- **Work required**
Return the number of lines below that contain "pattern"; nothing else belongs in the reply.

════════════════

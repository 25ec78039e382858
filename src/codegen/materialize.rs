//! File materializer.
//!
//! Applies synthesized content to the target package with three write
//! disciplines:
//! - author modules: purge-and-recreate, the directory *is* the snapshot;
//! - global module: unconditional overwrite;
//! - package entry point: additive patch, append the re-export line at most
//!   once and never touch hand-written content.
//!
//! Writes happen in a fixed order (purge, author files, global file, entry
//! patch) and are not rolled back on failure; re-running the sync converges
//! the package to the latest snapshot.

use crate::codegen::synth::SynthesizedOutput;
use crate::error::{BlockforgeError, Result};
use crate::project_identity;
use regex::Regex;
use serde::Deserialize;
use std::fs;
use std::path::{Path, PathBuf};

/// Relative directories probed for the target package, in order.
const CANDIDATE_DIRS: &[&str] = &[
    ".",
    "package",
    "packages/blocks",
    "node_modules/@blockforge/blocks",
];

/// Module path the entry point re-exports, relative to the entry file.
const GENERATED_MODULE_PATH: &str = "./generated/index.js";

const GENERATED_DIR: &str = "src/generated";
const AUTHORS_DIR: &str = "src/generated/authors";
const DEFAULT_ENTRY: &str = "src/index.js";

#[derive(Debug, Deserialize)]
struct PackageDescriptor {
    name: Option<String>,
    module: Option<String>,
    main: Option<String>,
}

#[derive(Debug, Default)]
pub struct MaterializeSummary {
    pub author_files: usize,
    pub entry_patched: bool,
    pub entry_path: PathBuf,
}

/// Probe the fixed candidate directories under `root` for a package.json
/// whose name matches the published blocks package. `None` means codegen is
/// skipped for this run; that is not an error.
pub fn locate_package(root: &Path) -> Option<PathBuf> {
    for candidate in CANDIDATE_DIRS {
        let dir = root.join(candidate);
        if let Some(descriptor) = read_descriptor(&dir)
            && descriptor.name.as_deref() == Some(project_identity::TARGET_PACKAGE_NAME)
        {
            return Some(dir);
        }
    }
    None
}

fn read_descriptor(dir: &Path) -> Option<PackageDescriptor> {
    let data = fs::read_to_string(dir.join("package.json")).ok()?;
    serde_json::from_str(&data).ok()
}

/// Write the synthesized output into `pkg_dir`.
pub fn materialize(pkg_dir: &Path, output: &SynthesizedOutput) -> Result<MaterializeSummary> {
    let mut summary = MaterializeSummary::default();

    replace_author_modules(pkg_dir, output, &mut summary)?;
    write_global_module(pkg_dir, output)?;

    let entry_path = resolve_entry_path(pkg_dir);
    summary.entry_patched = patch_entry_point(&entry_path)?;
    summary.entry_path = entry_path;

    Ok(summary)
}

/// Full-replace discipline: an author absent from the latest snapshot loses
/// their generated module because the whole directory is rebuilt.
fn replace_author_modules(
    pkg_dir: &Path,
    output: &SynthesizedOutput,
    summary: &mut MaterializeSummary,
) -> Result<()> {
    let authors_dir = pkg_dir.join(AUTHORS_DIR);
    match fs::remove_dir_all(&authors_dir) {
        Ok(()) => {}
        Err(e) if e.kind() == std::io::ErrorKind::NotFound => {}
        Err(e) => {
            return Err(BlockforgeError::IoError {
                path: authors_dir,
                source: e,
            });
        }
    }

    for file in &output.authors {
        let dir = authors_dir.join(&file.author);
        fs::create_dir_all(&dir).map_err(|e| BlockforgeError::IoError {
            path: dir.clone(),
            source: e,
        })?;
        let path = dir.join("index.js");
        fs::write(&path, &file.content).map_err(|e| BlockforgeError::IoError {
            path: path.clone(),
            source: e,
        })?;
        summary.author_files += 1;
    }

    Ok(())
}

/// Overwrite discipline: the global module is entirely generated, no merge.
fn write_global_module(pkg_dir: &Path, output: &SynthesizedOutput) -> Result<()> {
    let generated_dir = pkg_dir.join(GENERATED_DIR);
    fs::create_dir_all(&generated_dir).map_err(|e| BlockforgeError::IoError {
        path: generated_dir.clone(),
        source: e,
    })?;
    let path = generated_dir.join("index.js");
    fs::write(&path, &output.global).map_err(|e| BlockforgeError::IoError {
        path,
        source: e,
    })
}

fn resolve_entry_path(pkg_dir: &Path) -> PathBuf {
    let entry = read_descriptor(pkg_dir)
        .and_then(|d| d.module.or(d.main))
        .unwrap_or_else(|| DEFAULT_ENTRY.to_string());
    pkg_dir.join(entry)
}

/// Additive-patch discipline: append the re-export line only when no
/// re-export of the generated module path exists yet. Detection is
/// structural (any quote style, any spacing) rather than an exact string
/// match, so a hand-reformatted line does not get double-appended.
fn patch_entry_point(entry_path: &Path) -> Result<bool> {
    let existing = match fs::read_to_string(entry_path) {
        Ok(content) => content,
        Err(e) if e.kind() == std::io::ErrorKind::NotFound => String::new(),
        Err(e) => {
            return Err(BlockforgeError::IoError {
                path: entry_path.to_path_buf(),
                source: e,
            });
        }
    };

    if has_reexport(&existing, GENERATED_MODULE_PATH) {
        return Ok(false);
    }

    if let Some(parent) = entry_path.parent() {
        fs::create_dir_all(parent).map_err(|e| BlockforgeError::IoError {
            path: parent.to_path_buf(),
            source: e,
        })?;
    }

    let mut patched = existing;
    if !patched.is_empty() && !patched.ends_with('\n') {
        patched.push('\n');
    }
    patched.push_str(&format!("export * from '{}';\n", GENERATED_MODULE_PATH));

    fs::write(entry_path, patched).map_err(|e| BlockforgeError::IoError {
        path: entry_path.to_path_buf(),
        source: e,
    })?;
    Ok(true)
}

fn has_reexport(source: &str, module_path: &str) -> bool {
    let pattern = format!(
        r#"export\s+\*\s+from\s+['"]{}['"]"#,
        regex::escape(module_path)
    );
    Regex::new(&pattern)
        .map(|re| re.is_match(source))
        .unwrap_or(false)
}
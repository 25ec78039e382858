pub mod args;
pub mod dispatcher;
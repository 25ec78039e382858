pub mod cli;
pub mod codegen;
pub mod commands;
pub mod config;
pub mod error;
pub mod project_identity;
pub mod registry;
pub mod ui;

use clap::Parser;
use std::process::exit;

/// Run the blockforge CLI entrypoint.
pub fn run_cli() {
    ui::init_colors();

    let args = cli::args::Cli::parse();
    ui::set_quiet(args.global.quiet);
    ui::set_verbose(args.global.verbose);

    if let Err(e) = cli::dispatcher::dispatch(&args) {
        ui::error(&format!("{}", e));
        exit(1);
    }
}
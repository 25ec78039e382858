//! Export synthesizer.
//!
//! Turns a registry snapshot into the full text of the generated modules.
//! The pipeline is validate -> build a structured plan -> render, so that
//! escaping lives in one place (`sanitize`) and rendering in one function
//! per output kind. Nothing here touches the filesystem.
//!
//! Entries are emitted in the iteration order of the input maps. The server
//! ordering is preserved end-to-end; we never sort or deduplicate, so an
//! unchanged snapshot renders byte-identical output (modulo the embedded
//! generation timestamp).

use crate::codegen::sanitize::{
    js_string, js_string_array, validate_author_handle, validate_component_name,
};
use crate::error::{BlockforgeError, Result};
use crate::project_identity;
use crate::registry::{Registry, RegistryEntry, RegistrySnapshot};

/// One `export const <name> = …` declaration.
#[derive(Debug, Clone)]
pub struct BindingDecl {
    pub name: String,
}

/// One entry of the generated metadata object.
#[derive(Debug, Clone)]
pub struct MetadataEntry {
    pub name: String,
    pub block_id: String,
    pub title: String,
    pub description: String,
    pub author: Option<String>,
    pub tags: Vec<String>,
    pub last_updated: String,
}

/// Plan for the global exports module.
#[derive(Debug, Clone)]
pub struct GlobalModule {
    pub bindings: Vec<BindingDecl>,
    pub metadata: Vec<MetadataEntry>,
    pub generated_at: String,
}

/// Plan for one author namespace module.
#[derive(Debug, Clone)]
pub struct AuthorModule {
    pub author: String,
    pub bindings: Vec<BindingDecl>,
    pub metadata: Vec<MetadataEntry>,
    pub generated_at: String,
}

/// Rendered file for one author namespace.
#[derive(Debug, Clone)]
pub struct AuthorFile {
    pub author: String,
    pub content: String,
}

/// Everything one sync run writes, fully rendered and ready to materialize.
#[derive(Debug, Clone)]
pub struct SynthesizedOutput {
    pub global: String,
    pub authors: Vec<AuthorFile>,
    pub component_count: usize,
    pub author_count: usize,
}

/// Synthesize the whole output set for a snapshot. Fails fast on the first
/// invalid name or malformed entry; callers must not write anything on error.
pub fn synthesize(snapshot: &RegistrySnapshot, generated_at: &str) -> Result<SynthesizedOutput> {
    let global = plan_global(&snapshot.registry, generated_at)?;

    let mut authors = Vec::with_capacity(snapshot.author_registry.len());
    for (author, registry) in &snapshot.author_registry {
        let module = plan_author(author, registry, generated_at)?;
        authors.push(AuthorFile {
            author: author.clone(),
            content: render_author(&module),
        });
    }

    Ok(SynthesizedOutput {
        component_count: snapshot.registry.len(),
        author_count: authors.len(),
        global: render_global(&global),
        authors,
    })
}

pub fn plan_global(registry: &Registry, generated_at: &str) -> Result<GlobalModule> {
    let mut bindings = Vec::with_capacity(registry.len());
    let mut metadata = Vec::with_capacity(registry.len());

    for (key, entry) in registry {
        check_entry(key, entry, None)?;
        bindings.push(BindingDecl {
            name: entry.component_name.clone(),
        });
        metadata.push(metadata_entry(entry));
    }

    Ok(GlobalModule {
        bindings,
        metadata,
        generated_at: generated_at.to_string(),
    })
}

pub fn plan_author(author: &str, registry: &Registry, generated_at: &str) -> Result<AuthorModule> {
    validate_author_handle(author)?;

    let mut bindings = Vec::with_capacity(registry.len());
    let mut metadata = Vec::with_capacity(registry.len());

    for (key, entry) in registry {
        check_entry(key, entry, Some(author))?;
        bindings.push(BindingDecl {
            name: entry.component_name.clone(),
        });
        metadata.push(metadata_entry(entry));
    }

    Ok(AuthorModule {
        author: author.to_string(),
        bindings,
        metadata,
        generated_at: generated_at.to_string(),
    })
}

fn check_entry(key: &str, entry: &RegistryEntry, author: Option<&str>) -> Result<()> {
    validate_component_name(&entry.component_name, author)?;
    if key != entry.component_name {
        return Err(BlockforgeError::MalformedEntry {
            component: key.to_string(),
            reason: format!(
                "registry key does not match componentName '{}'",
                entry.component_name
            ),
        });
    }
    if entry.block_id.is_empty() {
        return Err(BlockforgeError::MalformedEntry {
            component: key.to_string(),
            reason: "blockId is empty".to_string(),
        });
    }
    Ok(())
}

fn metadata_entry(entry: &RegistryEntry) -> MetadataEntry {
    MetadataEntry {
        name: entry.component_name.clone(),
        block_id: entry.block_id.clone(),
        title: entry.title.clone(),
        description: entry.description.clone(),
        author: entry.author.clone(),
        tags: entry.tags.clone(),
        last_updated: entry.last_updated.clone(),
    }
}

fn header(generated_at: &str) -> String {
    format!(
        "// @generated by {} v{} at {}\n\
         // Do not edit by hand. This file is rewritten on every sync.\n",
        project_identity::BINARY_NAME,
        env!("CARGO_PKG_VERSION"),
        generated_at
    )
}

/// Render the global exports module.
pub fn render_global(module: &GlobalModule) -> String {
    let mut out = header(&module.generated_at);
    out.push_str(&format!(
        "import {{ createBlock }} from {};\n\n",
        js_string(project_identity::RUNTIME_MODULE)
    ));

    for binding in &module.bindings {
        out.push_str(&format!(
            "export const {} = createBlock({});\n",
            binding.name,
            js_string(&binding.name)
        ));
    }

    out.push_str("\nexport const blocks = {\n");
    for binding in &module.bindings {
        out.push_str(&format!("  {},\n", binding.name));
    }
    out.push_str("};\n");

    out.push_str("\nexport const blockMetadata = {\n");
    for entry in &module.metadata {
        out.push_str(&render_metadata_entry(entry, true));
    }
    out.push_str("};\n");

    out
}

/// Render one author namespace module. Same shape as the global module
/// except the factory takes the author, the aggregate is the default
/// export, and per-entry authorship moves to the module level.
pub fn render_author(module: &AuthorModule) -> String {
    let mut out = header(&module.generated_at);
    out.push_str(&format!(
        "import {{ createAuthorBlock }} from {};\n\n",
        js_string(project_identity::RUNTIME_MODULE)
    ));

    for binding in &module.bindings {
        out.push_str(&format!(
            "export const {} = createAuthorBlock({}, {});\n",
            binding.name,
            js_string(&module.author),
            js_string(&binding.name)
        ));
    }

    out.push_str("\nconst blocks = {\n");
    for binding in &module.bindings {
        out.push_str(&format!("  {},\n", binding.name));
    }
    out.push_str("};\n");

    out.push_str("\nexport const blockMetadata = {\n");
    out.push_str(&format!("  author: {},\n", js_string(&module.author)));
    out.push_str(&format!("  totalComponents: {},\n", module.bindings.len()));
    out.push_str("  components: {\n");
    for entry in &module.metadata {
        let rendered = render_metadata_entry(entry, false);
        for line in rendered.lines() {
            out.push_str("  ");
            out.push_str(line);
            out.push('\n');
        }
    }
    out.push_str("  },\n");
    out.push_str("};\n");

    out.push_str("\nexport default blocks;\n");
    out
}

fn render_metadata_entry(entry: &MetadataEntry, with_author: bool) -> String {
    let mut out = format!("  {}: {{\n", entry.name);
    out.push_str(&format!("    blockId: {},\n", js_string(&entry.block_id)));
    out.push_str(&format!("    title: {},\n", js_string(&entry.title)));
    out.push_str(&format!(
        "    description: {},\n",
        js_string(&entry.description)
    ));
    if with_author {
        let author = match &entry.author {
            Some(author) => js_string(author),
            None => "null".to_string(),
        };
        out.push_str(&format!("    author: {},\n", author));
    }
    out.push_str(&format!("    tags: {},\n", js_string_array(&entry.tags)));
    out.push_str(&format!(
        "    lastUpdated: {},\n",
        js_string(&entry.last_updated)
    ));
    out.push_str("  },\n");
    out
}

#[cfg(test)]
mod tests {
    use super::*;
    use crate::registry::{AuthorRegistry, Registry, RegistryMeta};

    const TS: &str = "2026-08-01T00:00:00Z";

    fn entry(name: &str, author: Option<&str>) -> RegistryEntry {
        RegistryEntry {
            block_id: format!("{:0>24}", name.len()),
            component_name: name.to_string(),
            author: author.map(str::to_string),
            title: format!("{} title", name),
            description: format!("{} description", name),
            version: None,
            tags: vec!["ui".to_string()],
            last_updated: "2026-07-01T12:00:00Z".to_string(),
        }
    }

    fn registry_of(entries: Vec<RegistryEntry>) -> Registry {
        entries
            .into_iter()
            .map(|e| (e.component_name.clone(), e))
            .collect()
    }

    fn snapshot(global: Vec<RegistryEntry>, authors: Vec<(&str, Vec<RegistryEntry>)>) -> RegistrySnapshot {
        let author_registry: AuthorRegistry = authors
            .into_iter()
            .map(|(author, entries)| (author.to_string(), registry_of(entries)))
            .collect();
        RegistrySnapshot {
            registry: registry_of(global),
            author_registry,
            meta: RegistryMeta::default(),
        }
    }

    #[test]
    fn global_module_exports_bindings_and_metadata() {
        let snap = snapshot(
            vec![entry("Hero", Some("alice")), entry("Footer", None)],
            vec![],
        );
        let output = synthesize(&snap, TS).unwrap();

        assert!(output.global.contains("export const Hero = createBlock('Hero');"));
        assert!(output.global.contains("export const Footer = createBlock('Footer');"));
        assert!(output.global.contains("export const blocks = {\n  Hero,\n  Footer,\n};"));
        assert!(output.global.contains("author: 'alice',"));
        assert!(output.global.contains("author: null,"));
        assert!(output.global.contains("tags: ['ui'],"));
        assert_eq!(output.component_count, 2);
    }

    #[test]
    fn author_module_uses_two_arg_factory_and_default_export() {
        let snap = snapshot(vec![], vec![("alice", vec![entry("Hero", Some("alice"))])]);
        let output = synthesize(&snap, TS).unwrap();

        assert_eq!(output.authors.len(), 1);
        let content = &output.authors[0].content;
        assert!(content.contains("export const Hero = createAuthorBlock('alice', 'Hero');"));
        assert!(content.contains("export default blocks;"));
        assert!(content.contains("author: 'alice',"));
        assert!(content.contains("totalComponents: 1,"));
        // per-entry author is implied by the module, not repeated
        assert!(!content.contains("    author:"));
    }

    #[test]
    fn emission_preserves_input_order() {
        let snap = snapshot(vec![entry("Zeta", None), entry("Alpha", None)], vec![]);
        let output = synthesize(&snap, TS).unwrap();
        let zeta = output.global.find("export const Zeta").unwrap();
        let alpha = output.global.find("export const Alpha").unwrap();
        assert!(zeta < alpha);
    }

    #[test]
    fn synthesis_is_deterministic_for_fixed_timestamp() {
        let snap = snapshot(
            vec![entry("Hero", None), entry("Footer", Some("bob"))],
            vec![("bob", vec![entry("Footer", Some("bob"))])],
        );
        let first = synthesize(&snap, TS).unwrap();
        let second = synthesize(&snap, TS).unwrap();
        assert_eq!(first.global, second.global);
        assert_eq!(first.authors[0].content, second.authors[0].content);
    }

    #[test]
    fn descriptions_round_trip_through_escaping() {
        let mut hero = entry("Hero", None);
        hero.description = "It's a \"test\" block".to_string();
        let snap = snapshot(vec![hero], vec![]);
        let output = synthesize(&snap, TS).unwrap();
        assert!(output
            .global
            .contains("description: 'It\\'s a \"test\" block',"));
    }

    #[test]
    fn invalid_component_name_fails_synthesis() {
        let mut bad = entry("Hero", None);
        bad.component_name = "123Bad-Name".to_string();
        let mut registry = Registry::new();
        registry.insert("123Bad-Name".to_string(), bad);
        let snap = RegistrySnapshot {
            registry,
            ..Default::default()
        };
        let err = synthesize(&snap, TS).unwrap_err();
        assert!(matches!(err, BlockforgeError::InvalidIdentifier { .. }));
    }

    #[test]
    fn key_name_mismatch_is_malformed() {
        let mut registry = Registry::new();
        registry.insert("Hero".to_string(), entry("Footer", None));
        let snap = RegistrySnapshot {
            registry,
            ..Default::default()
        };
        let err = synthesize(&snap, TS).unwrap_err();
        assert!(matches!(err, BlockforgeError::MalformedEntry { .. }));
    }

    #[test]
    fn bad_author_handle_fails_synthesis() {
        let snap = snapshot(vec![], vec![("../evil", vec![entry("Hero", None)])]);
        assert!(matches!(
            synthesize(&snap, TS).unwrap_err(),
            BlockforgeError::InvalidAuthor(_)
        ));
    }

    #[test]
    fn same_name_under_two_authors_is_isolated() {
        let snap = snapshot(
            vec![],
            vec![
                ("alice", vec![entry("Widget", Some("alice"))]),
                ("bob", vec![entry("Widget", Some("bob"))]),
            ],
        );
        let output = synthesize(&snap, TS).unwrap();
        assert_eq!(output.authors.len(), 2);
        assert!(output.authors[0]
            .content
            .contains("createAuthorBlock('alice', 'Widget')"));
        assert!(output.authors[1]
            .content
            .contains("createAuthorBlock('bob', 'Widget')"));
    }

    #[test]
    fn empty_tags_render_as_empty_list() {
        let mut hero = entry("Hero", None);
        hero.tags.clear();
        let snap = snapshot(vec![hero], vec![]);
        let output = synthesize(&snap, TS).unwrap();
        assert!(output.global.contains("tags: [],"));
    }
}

════════════════

- **Answer to this problem**
2